◆ Data excerpts

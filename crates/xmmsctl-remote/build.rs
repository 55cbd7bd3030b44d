//! Locates the system libxmms when the `system-libxmms` feature is enabled.
//!
//! `xmms-config` (or the program named by `XMMS_CONFIG`) provides compiler
//! and linker flags. A probe program calling `xmms_remote_get_version` is then
//! compiled and linked with those flags; the build fails if it does not link.

fn main() {
    println!("cargo:rerun-if-changed=build.rs");
    println!("cargo:rerun-if-env-changed=XMMS_CONFIG");

    #[cfg(feature = "system-libxmms")]
    system::configure();
}

#[cfg(feature = "system-libxmms")]
mod system {
    use std::env;
    use std::path::PathBuf;
    use std::process::Command;

    const PROBE: &str = r#"#include <xmms/xmmsctrl.h>
int main(void) { return xmms_remote_get_version(0) < 0; }
"#;

    fn query(tool: &str, flag: &str) -> Vec<String> {
        let output = Command::new(tool).arg(flag).output().unwrap_or_else(|e| {
            panic!("failed to run `{tool} {flag}`: {e}; install the XMMS development files or set XMMS_CONFIG")
        });
        if !output.status.success() {
            panic!(
                "`{tool} {flag}` failed: {}",
                String::from_utf8_lossy(&output.stderr).trim()
            );
        }
        String::from_utf8_lossy(&output.stdout)
            .split_whitespace()
            .map(str::to_string)
            .collect()
    }

    pub fn configure() {
        let tool = env::var("XMMS_CONFIG").unwrap_or_else(|_| "xmms-config".to_string());
        let cflags = query(&tool, "--cflags");
        let libs = query(&tool, "--libs");

        if !libs.iter().any(|flag| flag == "-lxmms") {
            panic!("`{tool} --libs` does not list -lxmms: {}", libs.join(" "));
        }

        probe(&cflags, &libs);

        for flag in &libs {
            if let Some(dir) = flag.strip_prefix("-L") {
                println!("cargo:rustc-link-search=native={dir}");
            } else if let Some(lib) = flag.strip_prefix("-l") {
                println!("cargo:rustc-link-lib={lib}");
            } else {
                println!("cargo:rustc-link-arg={flag}");
            }
        }
    }

    fn probe(cflags: &[String], libs: &[String]) {
        let out_dir = PathBuf::from(env::var("OUT_DIR").expect("OUT_DIR is set by cargo"));
        let source = out_dir.join("xmms_probe.c");
        let binary = out_dir.join("xmms_probe");
        std::fs::write(&source, PROBE).expect("failed to write probe source");

        let compiler = cc::Build::new().cargo_metadata(false).get_compiler();
        let status = compiler
            .to_command()
            .args(cflags)
            .arg(&source)
            .arg("-o")
            .arg(&binary)
            .args(libs)
            .status()
            .unwrap_or_else(|e| panic!("failed to run the C compiler: {e}"));

        if !status.success() {
            panic!("libxmms does not provide xmms_remote_get_version (probe failed to link)");
        }
    }
}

◆ Exercise brief
Every line above with the string "query" in it should be copied into the answer.

◆ Written reply
    fn query(tool: &str, flag: &str) -> Vec<String> {
        let cflags = query(&tool, "--cflags");
        let libs = query(&tool, "--libs");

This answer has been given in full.